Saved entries

• • • •

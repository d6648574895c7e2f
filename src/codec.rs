//! Transport and container encodings for media payloads.
//!
//! Audio, image and video payloads travel to the endpoint as base64 inside data URLs, and
//! audio comes back as base64-encoded 16-bit little-endian PCM.  WAV framing goes through
//! `hound`.

use std::io::Cursor;
use std::path::Path;

use base64::Engine;
use base64::engine::general_purpose::STANDARD;

use crate::error::{Error, Result};

/// Fallback MIME subtype for images with an unrecognized extension.
pub const DEFAULT_IMAGE_SUBTYPE: &str = "png";

/// Fallback MIME subtype for videos with an unrecognized extension.
pub const DEFAULT_VIDEO_SUBTYPE: &str = "mp4";

/// Sample layout of a raw 16-bit PCM stream.
#[derive(Debug, Copy, Clone, PartialEq, Eq)]
pub struct PcmSpec {
    /// Frames per second.
    pub sample_rate: u32,
    /// Interleaved channel count.
    pub channels: u16,
}

impl PcmSpec {
    /// Microphone capture layout: 16 kHz mono.
    pub const CAPTURE: PcmSpec = PcmSpec {
        sample_rate: 16_000,
        channels: 1,
    };

    /// Layout of audio returned by the omni models: 24 kHz mono.
    pub const RESPONSE: PcmSpec = PcmSpec {
        sample_rate: 24_000,
        channels: 1,
    };

    fn wav_spec(&self) -> hound::WavSpec {
        hound::WavSpec {
            channels: self.channels,
            sample_rate: self.sample_rate,
            bits_per_sample: 16,
            sample_format: hound::SampleFormat::Int,
        }
    }
}

/// Encode bytes with the standard base64 alphabet.
pub fn encode_base64(bytes: &[u8]) -> String {
    STANDARD.encode(bytes)
}

/// Decode standard base64, accepting (and stripping) a `data:...;base64,` prefix.
pub fn decode_base64(data: &str) -> Result<Vec<u8>> {
    let payload = parse_data_url(data).map(|(_, p)| p).unwrap_or(data);
    Ok(STANDARD.decode(payload.trim())?)
}

/// Build a `data:` URL around an already-encoded base64 payload.
///
/// An empty `mime` yields `data:;base64,...`, which is what the endpoint expects for
/// `input_audio`.
pub fn data_url(mime: &str, payload: &str) -> String {
    format!("data:{mime};base64,{payload}")
}

/// Split a base64 `data:` URL into its MIME type and payload.
pub fn parse_data_url(url: &str) -> Option<(&str, &str)> {
    let rest = url.strip_prefix("data:")?;
    rest.split_once(";base64,")
}

/// MIME subtype for an image file, derived from its extension.
pub fn image_subtype(path: &Path) -> &'static str {
    match extension(path).as_deref() {
        Some("png") => "png",
        Some("jpg") | Some("jpeg") => "jpeg",
        Some("gif") => "gif",
        Some("bmp") => "bmp",
        Some("webp") => "webp",
        _ => DEFAULT_IMAGE_SUBTYPE,
    }
}

/// MIME subtype for a video file, derived from its extension.
pub fn video_subtype(path: &Path) -> &'static str {
    match extension(path).as_deref() {
        Some("mp4") => "mp4",
        Some("webm") => "webm",
        Some("mov") => "quicktime",
        Some("avi") => "x-msvideo",
        Some("mkv") => "x-matroska",
        _ => DEFAULT_VIDEO_SUBTYPE,
    }
}

fn extension(path: &Path) -> Option<String> {
    path.extension()
        .and_then(|ext| ext.to_str())
        .map(|ext| ext.to_ascii_lowercase())
}

/// Reinterpret little-endian PCM bytes as samples.  A trailing odd byte is dropped.
pub fn pcm_to_samples(pcm: &[u8]) -> Vec<i16> {
    pcm.chunks_exact(2)
        .map(|pair| i16::from_le_bytes([pair[0], pair[1]]))
        .collect()
}

/// Serialize samples as little-endian PCM bytes.
pub fn samples_to_pcm(samples: &[i16]) -> Vec<u8> {
    samples.iter().flat_map(|s| s.to_le_bytes()).collect()
}

/// Frame samples as an in-memory WAV file.
pub fn wav_from_samples(samples: &[i16], spec: PcmSpec) -> Result<Vec<u8>> {
    let mut wav = Vec::with_capacity(44 + samples.len() * 2);
    {
        let mut writer = hound::WavWriter::new(Cursor::new(&mut wav), spec.wav_spec())?;
        for sample in samples {
            writer.write_sample(*sample)?;
        }
        writer.finalize()?;
    }
    Ok(wav)
}

/// Frame raw little-endian PCM bytes as an in-memory WAV file.
pub fn wav_from_pcm(pcm: &[u8], spec: PcmSpec) -> Result<Vec<u8>> {
    wav_from_samples(&pcm_to_samples(pcm), spec)
}

/// Write raw PCM bytes to `path` as a WAV file.
pub fn write_wav_file(path: &Path, pcm: &[u8], spec: PcmSpec) -> Result<()> {
    let mut writer = hound::WavWriter::create(path, spec.wav_spec())?;
    for sample in pcm_to_samples(pcm) {
        writer.write_sample(sample)?;
    }
    writer.finalize()?;
    Ok(())
}

/// A decoded 16-bit WAV buffer.
#[derive(Debug, Clone, PartialEq, Eq)]
pub struct DecodedWav {
    /// Interleaved samples.
    pub samples: Vec<i16>,
    /// Layout of `samples`.
    pub spec: PcmSpec,
}

impl DecodedWav {
    /// Playback length of the buffer.
    pub fn duration(&self) -> std::time::Duration {
        let frames = self.samples.len() as f64 / self.spec.channels.max(1) as f64;
        std::time::Duration::from_secs_f64(frames / self.spec.sample_rate.max(1) as f64)
    }
}

/// Decode an in-memory 16-bit integer WAV file.
pub fn decode_wav(bytes: &[u8]) -> Result<DecodedWav> {
    let mut reader = hound::WavReader::new(Cursor::new(bytes))?;
    let spec = reader.spec();
    if spec.sample_format != hound::SampleFormat::Int || spec.bits_per_sample != 16 {
        return Err(Error::encoding(
            format!(
                "unsupported WAV layout: {} bits, {:?}",
                spec.bits_per_sample, spec.sample_format
            ),
            None,
        ));
    }
    let samples = reader
        .samples::<i16>()
        .collect::<std::result::Result<Vec<_>, _>>()?;
    Ok(DecodedWav {
        samples,
        spec: PcmSpec {
            sample_rate: spec.sample_rate,
            channels: spec.channels,
        },
    })
}

#[cfg(test)]
mod tests {
    use super::*;

    #[test]
    fn base64_round_trip_for_each_media_kind() {
        let audio = wav_from_samples(&[0, 1, -1, i16::MAX, i16::MIN], PcmSpec::CAPTURE).unwrap();
        let image = vec![0x89, b'P', b'N', b'G', 0x0d, 0x0a, 0x1a, 0x0a, 0, 0xff];
        let video: Vec<u8> = (0..=255u8).cycle().take(4099).collect();
        for payload in [audio, image, video] {
            let encoded = encode_base64(&payload);
            assert_eq!(decode_base64(&encoded).unwrap(), payload);
        }
    }

    #[test]
    fn decode_accepts_data_url_prefix() {
        let url = data_url("", &encode_base64(b"RIFF"));
        assert_eq!(url, "data:;base64,UklGRg==");
        assert_eq!(decode_base64(&url).unwrap(), b"RIFF");
    }

    #[test]
    fn decode_rejects_garbage() {
        let err = decode_base64("not*base64").unwrap_err();
        assert!(err.is_encoding());
    }

    #[test]
    fn parse_data_url_splits_mime() {
        assert_eq!(
            parse_data_url("data:image/png;base64,AAAA"),
            Some(("image/png", "AAAA"))
        );
        assert_eq!(parse_data_url("https://example.com/cat.png"), None);
    }

    #[test]
    fn subtypes_from_extensions() {
        assert_eq!(image_subtype(Path::new("cat.PNG")), "png");
        assert_eq!(image_subtype(Path::new("cat.jpg")), "jpeg");
        assert_eq!(image_subtype(Path::new("cat.tiff")), DEFAULT_IMAGE_SUBTYPE);
        assert_eq!(image_subtype(Path::new("cat")), DEFAULT_IMAGE_SUBTYPE);
        assert_eq!(video_subtype(Path::new("clip.mov")), "quicktime");
        assert_eq!(video_subtype(Path::new("clip.webm")), "webm");
        assert_eq!(video_subtype(Path::new("clip.flv")), DEFAULT_VIDEO_SUBTYPE);
    }

    #[test]
    fn pcm_conversion_is_little_endian() {
        assert_eq!(pcm_to_samples(&[0x01, 0x00, 0xff, 0xff, 0x7f]), vec![1, -1]);
        assert_eq!(samples_to_pcm(&[1, -1]), vec![0x01, 0x00, 0xff, 0xff]);
    }

    #[test]
    fn wav_framing_preserves_samples_and_spec() {
        let samples: Vec<i16> = (0..2400).map(|i| (i * 13 % 2000) as i16 - 1000).collect();
        let wav = wav_from_pcm(&samples_to_pcm(&samples), PcmSpec::RESPONSE).unwrap();
        assert_eq!(&wav[..4], b"RIFF");

        let decoded = decode_wav(&wav).unwrap();
        assert_eq!(decoded.spec, PcmSpec::RESPONSE);
        assert_eq!(decoded.samples, samples);
        assert_eq!(decoded.duration(), std::time::Duration::from_millis(100));
    }

    #[test]
    fn write_wav_file_to_disk() {
        let dir = tempfile::tempdir().unwrap();
        let path = dir.path().join("response.wav");
        write_wav_file(&path, &samples_to_pcm(&[5, 6, 7]), PcmSpec::RESPONSE).unwrap();
        let bytes = std::fs::read(&path).unwrap();
        assert_eq!(decode_wav(&bytes).unwrap().samples, vec![5, 6, 7]);
    }
}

• • • •

REQUIREMENT. Report every line of the data in which "AAAA" appears.

EXERCISE RESPONSE.
            parse_data_url("data:image/png;base64,AAAA"),
            Some(("image/png", "AAAA"))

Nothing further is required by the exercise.